##### Excerpted data #####
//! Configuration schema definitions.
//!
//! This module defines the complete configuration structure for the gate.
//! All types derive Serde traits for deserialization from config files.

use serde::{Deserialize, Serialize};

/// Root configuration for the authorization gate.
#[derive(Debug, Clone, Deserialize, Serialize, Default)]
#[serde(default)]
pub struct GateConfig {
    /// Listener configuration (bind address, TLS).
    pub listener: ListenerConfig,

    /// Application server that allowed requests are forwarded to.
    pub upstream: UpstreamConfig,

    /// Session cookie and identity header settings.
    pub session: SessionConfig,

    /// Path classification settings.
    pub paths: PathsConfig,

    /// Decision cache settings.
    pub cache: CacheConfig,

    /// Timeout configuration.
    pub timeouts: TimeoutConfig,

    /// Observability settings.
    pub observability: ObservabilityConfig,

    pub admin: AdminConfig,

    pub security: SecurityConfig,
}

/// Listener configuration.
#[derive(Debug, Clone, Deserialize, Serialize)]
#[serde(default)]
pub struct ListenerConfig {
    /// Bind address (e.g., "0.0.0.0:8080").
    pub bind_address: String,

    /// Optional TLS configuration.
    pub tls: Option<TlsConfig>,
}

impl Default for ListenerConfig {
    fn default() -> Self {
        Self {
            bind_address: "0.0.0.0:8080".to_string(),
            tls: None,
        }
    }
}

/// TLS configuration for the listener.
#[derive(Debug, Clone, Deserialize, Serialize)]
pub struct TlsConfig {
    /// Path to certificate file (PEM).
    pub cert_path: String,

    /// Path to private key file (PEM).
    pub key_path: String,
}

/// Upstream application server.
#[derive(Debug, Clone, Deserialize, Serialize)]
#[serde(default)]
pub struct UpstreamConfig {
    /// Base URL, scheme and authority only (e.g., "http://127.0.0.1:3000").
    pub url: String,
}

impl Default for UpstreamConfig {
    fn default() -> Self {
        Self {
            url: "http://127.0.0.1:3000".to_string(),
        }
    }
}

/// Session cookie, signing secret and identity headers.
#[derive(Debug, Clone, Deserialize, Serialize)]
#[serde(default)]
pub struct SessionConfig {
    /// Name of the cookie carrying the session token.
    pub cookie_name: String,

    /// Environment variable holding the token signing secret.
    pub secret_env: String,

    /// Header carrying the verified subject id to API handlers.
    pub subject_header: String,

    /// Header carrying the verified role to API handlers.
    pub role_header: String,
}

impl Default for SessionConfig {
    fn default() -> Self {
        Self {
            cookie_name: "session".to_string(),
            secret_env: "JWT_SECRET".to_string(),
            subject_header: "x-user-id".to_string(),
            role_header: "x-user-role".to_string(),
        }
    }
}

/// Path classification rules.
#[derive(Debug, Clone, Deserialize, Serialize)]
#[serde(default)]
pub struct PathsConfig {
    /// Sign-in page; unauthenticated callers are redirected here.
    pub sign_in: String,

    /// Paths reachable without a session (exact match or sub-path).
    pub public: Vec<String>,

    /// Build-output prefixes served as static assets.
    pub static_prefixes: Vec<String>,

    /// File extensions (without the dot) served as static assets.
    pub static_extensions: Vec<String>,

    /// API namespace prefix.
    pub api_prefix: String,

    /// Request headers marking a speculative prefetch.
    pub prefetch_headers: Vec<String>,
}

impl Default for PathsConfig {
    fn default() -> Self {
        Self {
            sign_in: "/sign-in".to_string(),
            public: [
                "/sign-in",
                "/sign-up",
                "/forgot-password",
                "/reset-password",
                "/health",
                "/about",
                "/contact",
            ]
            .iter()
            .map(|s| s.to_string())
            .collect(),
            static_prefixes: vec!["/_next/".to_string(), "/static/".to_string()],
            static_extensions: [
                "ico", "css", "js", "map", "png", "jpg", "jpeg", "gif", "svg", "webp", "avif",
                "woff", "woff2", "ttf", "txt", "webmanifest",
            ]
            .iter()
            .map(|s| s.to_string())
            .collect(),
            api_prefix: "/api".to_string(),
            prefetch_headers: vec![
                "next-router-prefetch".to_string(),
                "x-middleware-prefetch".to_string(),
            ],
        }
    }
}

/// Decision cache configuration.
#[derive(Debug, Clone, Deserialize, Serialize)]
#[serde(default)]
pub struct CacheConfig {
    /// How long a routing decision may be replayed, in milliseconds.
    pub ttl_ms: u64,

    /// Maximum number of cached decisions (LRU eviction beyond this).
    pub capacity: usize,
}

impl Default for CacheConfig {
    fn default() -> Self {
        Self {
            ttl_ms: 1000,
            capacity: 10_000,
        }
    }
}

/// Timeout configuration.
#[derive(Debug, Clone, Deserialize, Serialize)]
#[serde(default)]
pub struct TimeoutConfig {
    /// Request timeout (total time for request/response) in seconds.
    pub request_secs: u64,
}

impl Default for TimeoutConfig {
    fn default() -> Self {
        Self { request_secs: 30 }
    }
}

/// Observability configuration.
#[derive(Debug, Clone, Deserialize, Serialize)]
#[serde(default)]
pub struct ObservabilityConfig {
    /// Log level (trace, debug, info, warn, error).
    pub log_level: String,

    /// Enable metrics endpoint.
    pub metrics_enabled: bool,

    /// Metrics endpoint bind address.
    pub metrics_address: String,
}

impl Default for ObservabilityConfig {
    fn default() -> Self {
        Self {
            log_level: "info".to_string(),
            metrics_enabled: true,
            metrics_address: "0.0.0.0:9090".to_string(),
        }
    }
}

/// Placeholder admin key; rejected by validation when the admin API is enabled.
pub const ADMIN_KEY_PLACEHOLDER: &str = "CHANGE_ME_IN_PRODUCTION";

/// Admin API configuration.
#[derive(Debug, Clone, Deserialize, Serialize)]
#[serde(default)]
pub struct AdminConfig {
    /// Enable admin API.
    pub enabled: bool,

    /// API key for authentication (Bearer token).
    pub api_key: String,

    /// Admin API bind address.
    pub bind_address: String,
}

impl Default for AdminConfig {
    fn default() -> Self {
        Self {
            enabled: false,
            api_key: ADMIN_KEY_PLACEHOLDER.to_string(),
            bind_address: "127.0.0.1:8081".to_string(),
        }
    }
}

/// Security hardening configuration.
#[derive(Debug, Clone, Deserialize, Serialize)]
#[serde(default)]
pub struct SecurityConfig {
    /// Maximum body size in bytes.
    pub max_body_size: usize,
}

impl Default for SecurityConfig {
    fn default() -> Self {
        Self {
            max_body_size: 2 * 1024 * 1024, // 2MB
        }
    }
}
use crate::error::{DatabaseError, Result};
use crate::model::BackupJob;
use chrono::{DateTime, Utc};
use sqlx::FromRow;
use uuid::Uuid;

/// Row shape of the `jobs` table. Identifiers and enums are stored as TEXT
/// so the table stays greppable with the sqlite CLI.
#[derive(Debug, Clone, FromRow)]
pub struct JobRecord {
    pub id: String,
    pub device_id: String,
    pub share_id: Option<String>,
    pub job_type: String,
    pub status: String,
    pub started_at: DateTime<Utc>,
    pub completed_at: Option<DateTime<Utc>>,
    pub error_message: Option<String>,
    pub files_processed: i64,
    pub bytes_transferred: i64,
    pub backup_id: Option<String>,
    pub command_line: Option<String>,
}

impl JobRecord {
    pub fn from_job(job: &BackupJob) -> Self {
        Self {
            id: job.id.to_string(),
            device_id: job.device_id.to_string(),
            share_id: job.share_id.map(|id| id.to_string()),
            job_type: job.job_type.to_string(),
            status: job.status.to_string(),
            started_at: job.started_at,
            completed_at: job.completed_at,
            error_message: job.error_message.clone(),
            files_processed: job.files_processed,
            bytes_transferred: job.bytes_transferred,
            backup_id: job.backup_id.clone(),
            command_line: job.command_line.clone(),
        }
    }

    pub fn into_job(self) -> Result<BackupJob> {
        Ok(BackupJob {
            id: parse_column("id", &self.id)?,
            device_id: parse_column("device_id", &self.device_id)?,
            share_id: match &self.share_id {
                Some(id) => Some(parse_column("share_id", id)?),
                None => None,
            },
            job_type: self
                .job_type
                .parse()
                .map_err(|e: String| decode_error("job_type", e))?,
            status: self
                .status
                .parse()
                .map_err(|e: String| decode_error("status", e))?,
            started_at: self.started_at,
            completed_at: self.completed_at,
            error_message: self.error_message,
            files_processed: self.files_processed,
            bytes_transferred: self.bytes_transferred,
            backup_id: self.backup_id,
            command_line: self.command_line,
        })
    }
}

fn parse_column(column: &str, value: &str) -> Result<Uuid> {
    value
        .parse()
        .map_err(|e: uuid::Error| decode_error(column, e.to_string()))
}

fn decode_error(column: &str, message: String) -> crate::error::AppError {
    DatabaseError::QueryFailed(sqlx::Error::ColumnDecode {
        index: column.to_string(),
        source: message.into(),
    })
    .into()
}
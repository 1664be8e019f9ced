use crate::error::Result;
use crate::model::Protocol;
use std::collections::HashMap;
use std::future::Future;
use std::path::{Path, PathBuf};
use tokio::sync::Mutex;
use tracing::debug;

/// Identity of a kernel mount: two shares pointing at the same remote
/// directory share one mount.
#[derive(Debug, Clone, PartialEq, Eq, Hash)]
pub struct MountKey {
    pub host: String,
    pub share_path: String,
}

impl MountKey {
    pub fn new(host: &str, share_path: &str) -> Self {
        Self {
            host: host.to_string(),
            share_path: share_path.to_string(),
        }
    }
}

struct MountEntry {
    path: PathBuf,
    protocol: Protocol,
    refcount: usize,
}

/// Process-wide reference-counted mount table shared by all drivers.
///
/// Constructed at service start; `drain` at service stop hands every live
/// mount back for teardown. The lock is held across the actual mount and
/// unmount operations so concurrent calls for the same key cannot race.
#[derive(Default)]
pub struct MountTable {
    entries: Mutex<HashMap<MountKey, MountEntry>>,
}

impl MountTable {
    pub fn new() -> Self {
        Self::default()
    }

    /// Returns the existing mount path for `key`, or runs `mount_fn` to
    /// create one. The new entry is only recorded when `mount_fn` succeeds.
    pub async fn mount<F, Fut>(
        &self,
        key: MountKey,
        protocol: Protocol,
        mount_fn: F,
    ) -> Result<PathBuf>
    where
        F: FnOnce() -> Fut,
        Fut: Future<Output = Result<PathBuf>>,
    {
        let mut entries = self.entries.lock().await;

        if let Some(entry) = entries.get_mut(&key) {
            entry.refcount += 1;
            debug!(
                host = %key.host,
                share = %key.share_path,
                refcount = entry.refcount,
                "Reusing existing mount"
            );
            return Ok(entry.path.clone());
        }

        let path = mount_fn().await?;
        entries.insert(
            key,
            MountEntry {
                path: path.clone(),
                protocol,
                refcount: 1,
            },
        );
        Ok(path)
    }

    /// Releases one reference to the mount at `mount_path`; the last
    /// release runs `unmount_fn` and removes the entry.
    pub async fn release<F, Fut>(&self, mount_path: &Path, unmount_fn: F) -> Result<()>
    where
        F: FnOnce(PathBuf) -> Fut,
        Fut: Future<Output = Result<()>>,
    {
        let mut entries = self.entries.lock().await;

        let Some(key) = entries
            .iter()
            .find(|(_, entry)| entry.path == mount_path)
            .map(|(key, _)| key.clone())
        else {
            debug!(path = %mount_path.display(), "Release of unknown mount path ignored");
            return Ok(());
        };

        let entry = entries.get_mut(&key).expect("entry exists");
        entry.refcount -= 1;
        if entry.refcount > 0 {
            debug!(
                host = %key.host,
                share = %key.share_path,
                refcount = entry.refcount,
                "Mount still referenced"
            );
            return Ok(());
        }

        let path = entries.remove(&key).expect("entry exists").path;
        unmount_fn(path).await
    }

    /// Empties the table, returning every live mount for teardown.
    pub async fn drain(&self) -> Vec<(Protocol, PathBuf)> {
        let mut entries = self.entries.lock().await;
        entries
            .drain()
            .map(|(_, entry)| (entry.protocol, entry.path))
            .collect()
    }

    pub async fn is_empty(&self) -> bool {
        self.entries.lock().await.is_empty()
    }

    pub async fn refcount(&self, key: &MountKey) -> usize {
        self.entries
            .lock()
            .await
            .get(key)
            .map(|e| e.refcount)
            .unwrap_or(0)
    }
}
#####
### Problem details
Retrieve each line from the records above where the word "FromRow" occurs.

### Task solution
use sqlx::FromRow;
#[derive(Debug, Clone, FromRow)]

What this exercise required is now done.